--- Action item ---
Using the entries below, show all lines with the string "trim".

Dataset entries:
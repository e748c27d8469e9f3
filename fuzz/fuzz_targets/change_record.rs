#![no_main]

use libfuzzer_sys::fuzz_target;
use runstate_core::ChangeRecord;
use runstate_monitor::classify;

fuzz_target!(|data: &[u8]| {
    // Decoding arbitrary frames must fail cleanly, never panic
    if let Ok(record) = ChangeRecord::decode(data) {
        let frame = record.encode().expect("decoded record re-encodes");
        assert_eq!(&frame[..], data);
        let _ = classify(&record, "/RunState");
    }
});
//! Change monitor
//!
//! A `ChangeMonitor` owns a subscription connection and lends it to one
//! background thread. The thread classifies every record it reads and sends
//! the resulting notifications over a channel; consumers drain that channel
//! with [`ChangeMonitor::get_notifications`].
//!
//! Stopping the thread hands the subscription back through its `JoinHandle`,
//! which is how the monitor rebinds to a relocated program-parent directory.

use std::sync::atomic::{AtomicBool, Ordering};
use std::sync::mpsc::{self, Receiver, RecvTimeoutError, Sender};
use std::sync::Arc;
use std::thread::{self, JoinHandle};
use std::time::Duration;

use runstate_core::{
    layout, Notification, RunStateError, RunStateResult, DEFAULT_PROGRAM_PARENT,
    GLOBAL_STATE_PATH, PARENT_DIR_PATH,
};
use runstate_store::{ChangeFeed, FilterKind, VariableStore};
use tracing::{debug, trace, warn};

use crate::classify::classify;

/// Monitor configuration
#[derive(Debug, Clone, PartialEq, Eq)]
pub struct MonitorConfig {
    /// Longest the thread blocks on the feed before rechecking its stop flag
    pub poll_interval: Duration,
}

impl Default for MonitorConfig {
    fn default() -> Self {
        Self {
            poll_interval: Duration::from_millis(50),
        }
    }
}

impl MonitorConfig {
    /// Short polls, for tests and interactive tools
    pub fn responsive() -> Self {
        Self {
            poll_interval: Duration::from_millis(5),
        }
    }

    /// Long polls, for idle long-running coordinators
    pub fn relaxed() -> Self {
        Self {
            poll_interval: Duration::from_millis(250),
        }
    }
}

/// Read the program-parent directory from the store.
///
/// A missing or empty `ReadoutParentDir` means the default `/RunState`.
pub fn resolve_program_parent(store: &dyn VariableStore) -> RunStateResult<String> {
    match store.get(PARENT_DIR_PATH) {
        Ok(dir) if dir.trim().is_empty() => Ok(DEFAULT_PROGRAM_PARENT.to_string()),
        Ok(dir) => layout::normalize(dir.trim()).ok_or_else(|| {
            RunStateError::InvalidArgument(format!("program parent {} is not absolute", dir))
        }),
        Err(e) if e.is_not_found() => Ok(DEFAULT_PROGRAM_PARENT.to_string()),
        Err(e) => Err(e),
    }
}

/// Background change monitor
pub struct ChangeMonitor {
    /// Parked subscription while the thread is stopped
    feed: Option<Box<dyn ChangeFeed>>,
    worker: Option<JoinHandle<Box<dyn ChangeFeed>>>,
    stop: Arc<AtomicBool>,
    sender: Sender<Notification>,
    receiver: Receiver<Notification>,
    parent_path: String,
    config: MonitorConfig,
}

impl ChangeMonitor {
    /// Resolve the program-parent directory and start the monitor thread
    pub fn new(
        requests: &dyn VariableStore,
        feed: Box<dyn ChangeFeed>,
        config: MonitorConfig,
    ) -> RunStateResult<Self> {
        let parent_path = resolve_program_parent(requests)?;
        let (sender, receiver) = mpsc::channel();

        let mut monitor = ChangeMonitor {
            feed: Some(feed),
            worker: None,
            stop: Arc::new(AtomicBool::new(false)),
            sender,
            receiver,
            parent_path,
            config,
        };
        monitor.start()?;
        Ok(monitor)
    }

    /// Directory whose children are treated as programs
    pub fn program_parent_path(&self) -> &str {
        &self.parent_path
    }

    pub fn config(&self) -> &MonitorConfig {
        &self.config
    }

    /// True while the monitor thread is alive
    pub fn is_running(&self) -> bool {
        self.worker
            .as_ref()
            .map(|handle| !handle.is_finished())
            .unwrap_or(false)
    }

    /// Bind the feed to the current parent and spawn the thread
    fn start(&mut self) -> RunStateResult<()> {
        if self.worker.is_some() {
            return Ok(());
        }
        let mut feed = self
            .feed
            .take()
            .ok_or_else(|| RunStateError::Internal("monitor subscription was lost".into()))?;

        if let Err(e) = bind(feed.as_mut(), &self.parent_path) {
            self.feed = Some(feed);
            return Err(e);
        }

        self.stop.store(false, Ordering::Release);
        let stop = Arc::clone(&self.stop);
        let sender = self.sender.clone();
        let parent = self.parent_path.clone();
        let poll = self.config.poll_interval;

        let handle = thread::Builder::new()
            .name("runstate-monitor".into())
            .spawn(move || run(feed, sender, stop, parent, poll))
            .map_err(|e| RunStateError::Internal(format!("monitor thread: {}", e)))?;

        debug!(parent = %self.parent_path, "monitor started");
        self.worker = Some(handle);
        Ok(())
    }

    /// Signal the thread, join it and take back the subscription
    fn stop(&mut self) -> RunStateResult<()> {
        let Some(handle) = self.worker.take() else {
            return Ok(());
        };
        self.stop.store(true, Ordering::Release);

        let mut feed = handle
            .join()
            .map_err(|_| RunStateError::Internal("monitor thread panicked".into()))?;

        let result = unbind(feed.as_mut(), &self.parent_path);
        self.feed = Some(feed);
        debug!(parent = %self.parent_path, "monitor stopped");
        result
    }

    /// Rebind to a new program-parent directory.
    ///
    /// Notifications already queued are kept; records read after the restart
    /// are classified against `parent`.
    pub fn update_program_parent_path(&mut self, parent: &str) -> RunStateResult<()> {
        let parent = layout::normalize(parent).ok_or_else(|| {
            RunStateError::InvalidArgument(format!("program parent {} is not absolute", parent))
        })?;

        self.stop()?;
        debug!(from = %self.parent_path, to = %parent, "rebinding monitor");
        self.parent_path = parent;
        self.start()
    }

    /// Take queued notifications.
    ///
    /// `max` of `None` is unlimited. A `timeout` of `None` waits forever when
    /// nothing is queued; `Some(Duration::ZERO)` never blocks.
    pub fn get_notifications(
        &self,
        max: Option<usize>,
        timeout: Option<Duration>,
    ) -> RunStateResult<Vec<Notification>> {
        let limit = match max {
            Some(0) => {
                return Err(RunStateError::InvalidArgument(
                    "notification limit must be positive".into(),
                ))
            }
            Some(n) => n,
            None => usize::MAX,
        };

        let mut out = Vec::new();
        self.drain(&mut out, limit);
        if !out.is_empty() {
            return Ok(out);
        }

        let first = match timeout {
            Some(t) if t.is_zero() => None,
            Some(t) => match self.receiver.recv_timeout(t) {
                Ok(n) => Some(n),
                Err(RecvTimeoutError::Timeout) => None,
                Err(RecvTimeoutError::Disconnected) => {
                    return Err(RunStateError::Internal("notification channel closed".into()))
                }
            },
            // The monitor holds a sender, so this only returns with a notification
            None => self.receiver.recv().ok(),
        };

        if let Some(n) = first {
            out.push(n);
            self.drain(&mut out, limit);
        }
        Ok(out)
    }

    fn drain(&self, out: &mut Vec<Notification>, limit: usize) {
        while out.len() < limit {
            match self.receiver.try_recv() {
                Ok(n) => out.push(n),
                Err(_) => break,
            }
        }
    }
}

impl std::fmt::Debug for ChangeMonitor {
    fn fmt(&self, f: &mut std::fmt::Formatter<'_>) -> std::fmt::Result {
        f.debug_struct("ChangeMonitor")
            .field("parent_path", &self.parent_path)
            .field("running", &self.is_running())
            .field("config", &self.config)
            .finish()
    }
}

impl Drop for ChangeMonitor {
    fn drop(&mut self) {
        if let Err(e) = self.stop() {
            warn!(error = %e, "monitor did not shut down cleanly");
        }
    }
}

fn bind(feed: &mut dyn ChangeFeed, parent: &str) -> RunStateResult<()> {
    feed.subscribe(GLOBAL_STATE_PATH)?;
    feed.subscribe(parent)?;
    feed.add_filter(FilterKind::Accept, GLOBAL_STATE_PATH)?;
    feed.add_filter(FilterKind::Accept, &layout::join(parent, "*/State"))?;
    feed.add_filter(FilterKind::Accept, parent)?;
    Ok(())
}

fn unbind(feed: &mut dyn ChangeFeed, parent: &str) -> RunStateResult<()> {
    feed.clear_filters();
    feed.unsubscribe(GLOBAL_STATE_PATH)?;
    feed.unsubscribe(parent)?;
    Ok(())
}

/// Monitor thread body. Returns the feed so the owner can reuse it.
fn run(
    mut feed: Box<dyn ChangeFeed>,
    sender: Sender<Notification>,
    stop: Arc<AtomicBool>,
    parent: String,
    poll: Duration,
) -> Box<dyn ChangeFeed> {
    while !stop.load(Ordering::Acquire) {
        if !feed.wait_msg(poll) {
            continue;
        }
        let record = match feed.read() {
            Ok(record) => record,
            Err(e) => {
                warn!(error = %e, "dropping unreadable change record");
                continue;
            }
        };

        match classify(&record, &parent) {
            Some(notification) => {
                trace!(kind = notification.kind(), %notification, "notification queued");
                if sender.send(notification).is_err() {
                    break;
                }
            }
            None => trace!(%record, "unclassified change dropped"),
        }
    }
    feed
}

--- Exercise response ---
        Ok(dir) if dir.trim().is_empty() => Ok(DEFAULT_PROGRAM_PARENT.to_string()),
        Ok(dir) => layout::normalize(dir.trim()).ok_or_else(|| {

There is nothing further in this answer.